So it looks like it is going to be a lot of work to get this one acclimated to the grooming life of a poodle!


----------



## Tiny Poodles

Viking Queen said:


> You are so experienced at this very tiny poodle stuff I don't think you will have any problems knowing when the time is right to take her home. I am so very excited for you and remember so very well when you brought Timi home.
> 
> 
> 
> I fully understand your size requirements due to life in a big bustling city and how you have to transport them. I don't know how you manage the logistics of living in a big city like you do. I grew up in Minneapolis/St. Paul, a city of several million people but we did not have to rely on public transportation like you do.
> 
> 
> 
> Poppy's breeder, Betty Brown, said that she expected Poppy to finish about 40-45 lbs. That is about the upper limit that I can handle, physically. Iris was 37 lbs so this is not so very much larger. West U's Lovely girl Lola is from Betty and she is about 37 lbs....I am hoping Poppy slows her growth very soon. She was gaining 1 3/4 lbs per week for a while....yikes! Her body length is just about the same as Iris was, now we need a tiny bit more length to her legs. She got her first big girl haircut today and is really a stunning child. I will try to get black dog pictures this weekend that are not just a black blob. This coming Thursday she will be 6 months old. It is very different raising a pup from 13 weeks than it was from 9 weeks. I will be grateful for teething to be over. :biggrin:
> 
> 
> 
> I do hope you get your wish and can have a spoo some day. It would be a whole new adventure for you.
> 
> 
> 
> Our vet, a sweet sweet Man, has played Santa for local children for several years. He grows his own very nice beard so is a very believable santa. He wants to have Santa pictures with Poppy to hang in his office and hand out to children. I think that is going to be so much fun for all of us. Poppy loves him so should take good pictures with him in his santa suit.
> 
> 
> 
> I will keep sending good thoughts your way for the very best outcome on Trulee's size. I am sure it will work out just as you want it to.
> 
> 
> 
> Have a great weekend and think happy thougts.
> 
> 
> 
> Cathy and Poppy



Please do get those pictures, we really have not had enough Poppy updates!
May I ask why you feel that you cannot physically manage more than 40-45 pounds?
Maybe I am just too far removed from big dog issues, but I think as long as the dog is too big to carry, and is well trained, what is the difference how big they get? Maybe a bit more to groom, but otherwise, what difference is there in management?
And yes, I do recall a time when she was growing where Timi suddenly looked very long in back, but then her legs did catch up - I am sure that Poppy's legs will do the same!


----------



## Tiny Poodles

CT Girl said:


> I looked at the picture of the breeder holding her up. She still looks tiny to me. Notice you can't see the breeder's fingers at all. Your little girl has a lot of hair. I think you are seeing a lot of fluffy puppy hair over a tiny toy puppy.
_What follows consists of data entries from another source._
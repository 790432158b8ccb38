use super::*;
use crate::types::ProgressSnapshot;
use axum::body::Body;
use axum::http::{Request, StatusCode, header};
use axum::response::Response;
use std::time::Duration;
use tower::ServiceExt;
use wiremock::matchers::{method, path};
use wiremock::{Mock, MockServer, ResponseTemplate};


/// Helper to create a test ImageDownloader instance wrapped in Arc
async fn create_test_downloader() -> (Arc<ImageDownloader>, tempfile::TempDir) {
    let (downloader, temp_dir) = crate::downloader::test_helpers::create_test_downloader().await;
    (Arc::new(downloader), temp_dir)
}

/// Router over a fresh downloader; `configure` adjusts the config first
async fn test_app(
    configure: impl FnOnce(&mut Config),
) -> (Router, Arc<ImageDownloader>, tempfile::TempDir) {
    let (downloader, temp_dir) = create_test_downloader().await;
    let mut config = (*downloader.config).clone();
    configure(&mut config);
    let app = create_router(downloader.clone(), Arc::new(config));
    (app, downloader, temp_dir)
}

/// Router with the session gate disabled
async fn open_app() -> (Router, Arc<ImageDownloader>, tempfile::TempDir) {
    test_app(|config| config.auth.enabled = false).await
}

fn json_request(method: &str, uri: &str, body: serde_json::Value) -> Request<Body> {
    Request::builder()
        .method(method)
        .uri(uri)
        .header(header::CONTENT_TYPE, "application/json")
        .body(Body::from(body.to_string()))
        .unwrap()
}

fn get(uri: &str) -> Request<Body> {
    Request::builder().uri(uri).body(Body::empty()).unwrap()
}

async fn body_bytes(response: Response) -> Vec<u8> {
    axum::body::to_bytes(response.into_body(), usize::MAX)
        .await
        .unwrap()
        .to_vec()
}

async fn body_json(response: Response) -> serde_json::Value {
    serde_json::from_slice(&body_bytes(response).await).unwrap()
}

/// Parse every `data:` line of an SSE body as JSON
fn sse_data(body: &[u8]) -> Vec<serde_json::Value> {
    String::from_utf8_lossy(body)
        .lines()
        .filter_map(|line| line.strip_prefix("data: ").or_else(|| line.strip_prefix("data:")))
        .map(|data| serde_json::from_str(data.trim()).unwrap())
        .collect()
}

/// Submit through POST /start and return the task id string
async fn start(app: &Router, urls: &str) -> String {
    let response = app
        .clone()
        .oneshot(json_request("POST", "/start", serde_json::json!({ "urls": urls })))
        .await
        .unwrap();
    assert_eq!(response.status(), StatusCode::OK);
    body_json(response).await["task_id"]
        .as_str()
        .unwrap()
        .to_string()
}

#[tokio::test]
async fn test_api_server_spawns_and_stops_on_shutdown() {
    let temp_dir = tempfile::tempdir().unwrap();
    let mut config = crate::downloader::test_helpers::test_config(temp_dir.path());
    config.api.bind_address = "127.0.0.1:0".parse().unwrap();
    let downloader = Arc::new(ImageDownloader::new(config).await.unwrap());

    let api_handle = downloader.spawn_api_server();
    tokio::time::sleep(Duration::from_millis(100)).await;
    assert!(!api_handle.is_finished());

    downloader.shutdown().await.unwrap();
    let result = tokio::time::timeout(Duration::from_secs(5), api_handle)
        .await
        .unwrap()
        .unwrap();
    assert!(result.is_ok());
}

#[tokio::test]
async fn test_cors_enabled() {
    let (app, _downloader, _temp_dir) = test_app(|config| {
        config.api.cors_enabled = true;
        config.api.cors_origins = vec!["*".to_string()];
    })
    .await;

    let request = Request::builder()
        .uri("/health")
        .header("Origin", "http://localhost:3000")
        .body(Body::empty())
        .unwrap();
    let response = app.oneshot(request).await.unwrap();

    assert_eq!(response.status(), StatusCode::OK);
    assert!(
        response
            .headers()
            .contains_key("access-control-allow-origin"),
        "CORS header should be present when CORS is enabled"
    );
}

#[tokio::test]
async fn test_cors_disabled() {
    let (app, _downloader, _temp_dir) = test_app(|config| config.api.cors_enabled = false).await;

    let request = Request::builder()
        .uri("/health")
        .header("Origin", "http://localhost:3000")
        .body(Body::empty())
        .unwrap();
    let response = app.oneshot(request).await.unwrap();

    assert!(
        !response
            .headers()
            .contains_key("access-control-allow-origin")
    );
}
I hope that you are right. Those long Dalin legs may be part of why she looks so big as well. Timi is built all legs, small body, and Trulee probably is built the same.
But I will feel a lot better once I see if she has only gained an ounce or less this week. If it is 2-3 ounces then I don't know....


----------



## glorybeecosta

Tiny Poodles said:


> I hope that you are right. Those long Dalin legs may be part of why she looks so big as well. Timi is built all legs, small body, and Trulee probably is built the same.
> But I will feel a lot better once I see if she has only gained an ounce or less this week. If it is 2-3 ounces then I don't know....
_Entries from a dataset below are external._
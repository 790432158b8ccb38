//! Per-task progress channel
//!
//! Bridges a task's execution (single producer) and its observers. Snapshots
//! are buffered without bound until read, delivered in emission order, and
//! consumed destructively: concurrent observers compete for snapshots rather
//! than each receiving a copy.
//!
//! Observers wait with a deadline ([`ProgressChannel::poll`]) instead of
//! blocking indefinitely, so the transport above can notice a disconnected
//! client between polls.

use crate::types::ProgressSnapshot;
use futures::Stream;
use std::sync::Arc;
use std::sync::atomic::{AtomicBool, Ordering};
use std::time::Duration;
use tokio::sync::{Mutex, mpsc};
use tracing::warn;

/// Ordered, unbounded snapshot queue for one task
pub struct ProgressChannel {
    tx: mpsc::UnboundedSender<ProgressSnapshot>,
    rx: Mutex<mpsc::UnboundedReceiver<ProgressSnapshot>>,
    /// Set once the terminal snapshot has been pushed
    finished: AtomicBool,
}

impl ProgressChannel {
    /// Create an empty channel
    pub fn new() -> Self {
        let (tx, rx) = mpsc::unbounded_channel();
        Self {
            tx,
            rx: Mutex::new(rx),
            finished: AtomicBool::new(false),
        }
    }

    /// Append a snapshot; never blocks
    ///
    /// Anything pushed after the terminal (`done`) snapshot is dropped, so the
    /// terminal snapshot is always the last one delivered.
    pub fn push(&self, snapshot: ProgressSnapshot) {
        if self.finished.load(Ordering::Acquire) {
            warn!("dropping snapshot pushed after terminal snapshot");
            return;
        }
        if snapshot.done {
            self.finished.store(true, Ordering::Release);
        }
        // The receiver lives as long as `self`, so this cannot fail
        self.tx.send(snapshot).ok();
    }

    /// Whether the terminal snapshot has been pushed (it may still be unread)
    pub fn is_finished(&self) -> bool {
        self.finished.load(Ordering::Acquire)
    }

    /// Take the next unread snapshot, waiting at most `timeout`
    ///
    /// Returns `None` when nothing arrived within the deadline.
    pub async fn poll(&self, timeout: Duration) -> Option<ProgressSnapshot> {
        tokio::time::timeout(timeout, async {
            let mut rx = self.rx.lock().await;
            rx.recv().await
        })
        .await
        .ok()
        .flatten()
    }

    /// Stream snapshots until (and including) the terminal one
    ///
    /// Each underlying wait is bounded by `poll_interval`; an empty poll simply
    /// polls again. Dropping the stream stops reading and leaves any unread
    /// snapshots in the channel.
    pub fn snapshots(
        self: Arc<Self>,
        poll_interval: Duration,
    ) -> impl Stream<Item = ProgressSnapshot> + Send + 'static {
        futures::stream::unfold((self, false), move |(channel, ended)| async move {
            if ended {
                return None;
            }
            loop {
                if let Some(snapshot) = channel.poll(poll_interval).await {
                    let done = snapshot.done;
                    return Some((snapshot, (channel, done)));
                }
            }
        })
    }
}

impl Default for ProgressChannel {
    fn default() -> Self {
        Self::new()
    }
}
I know understand what you were meaning about long legs when you talked about Timi. I have never see a poodle with the legs Sage has got, and like you say a small body. I say she has 3 pounds of legs and 2 pounds of body. She is really small boned as well. Got to do a different cut on sage, than the other 2, think I will do her like Timi, she would look better


----------



## Viking Queen

Tiny Poodles said:


> Please do get those pictures, we really have not had enough Poppy updates!
> May I ask why you feel that you cannot physically manage more than 40-45 pounds?
> Maybe I am just too far removed from big dog issues, but I think as long as the dog is too big to carry, and is well trained, what is the difference how big they get? Maybe a bit more to groom, but otherwise, what difference is there in management?
> And yes, I do recall a time when she was growing where Timi suddenly looked very long in back, but then her legs did catch up - I am sure that Poppy's legs will do the same!


I have had a 70 lb dog in the past and when she became ill I could not lift her by myself. Had to get neighbors to help me out when she collapsed suddenly and I could not move her.

I also have some old very serious injuries to my shoulder, neck and hands so any pulling or jerking or heavy lifting is out of the question unless I want to live in pain or in the chiropractor's office, as much as I love Dr. Gil. 

Poppy has been a lot to manage just to get her to walk on loose lead and not jerk me around. A 30 lb boisterous spoo pup bouncing around on the end of a lead can cause reinjury to my joints if I am not careful. Think whiplash on the end of a lead. 

We were doing recalls on a long line the other day when a bunny came zooming by. All attention to me went out the window and she slammed to the end of the long line in a blink of an eye. Almost took me off my feet and it was not kind to my shoulder and wrist. I still have to assist her getting up into and out of the car as well. Soon she will jump up on her own.

I am using a gentle leader when we walk which works like a charm and she will get past this stage, but strong puppies are sometimes very taxing if you have physical limitations such as I have. I have worked too hard with Gil to get rehabilitated and don't want to ruin that work. 

Poppy is a brilliant learner, and I have raised many puppies before so have the right skills and tools . . .I just need to get past the teenage stage when their brains don't work very well.

I went through all of this training stuff with Iris and other dogs before her so I know we will get to where I need Poppy to be. If Poppy lives as long as Iris did I will be in my early 80's and since I live alone I just needed a smallish sized spoo. If I had a husband or SO to help me out with some things then maybe size would not be such an issue. But as a single Mom of a spoo size was/is important. Iris was perfect size and Poppy will be too.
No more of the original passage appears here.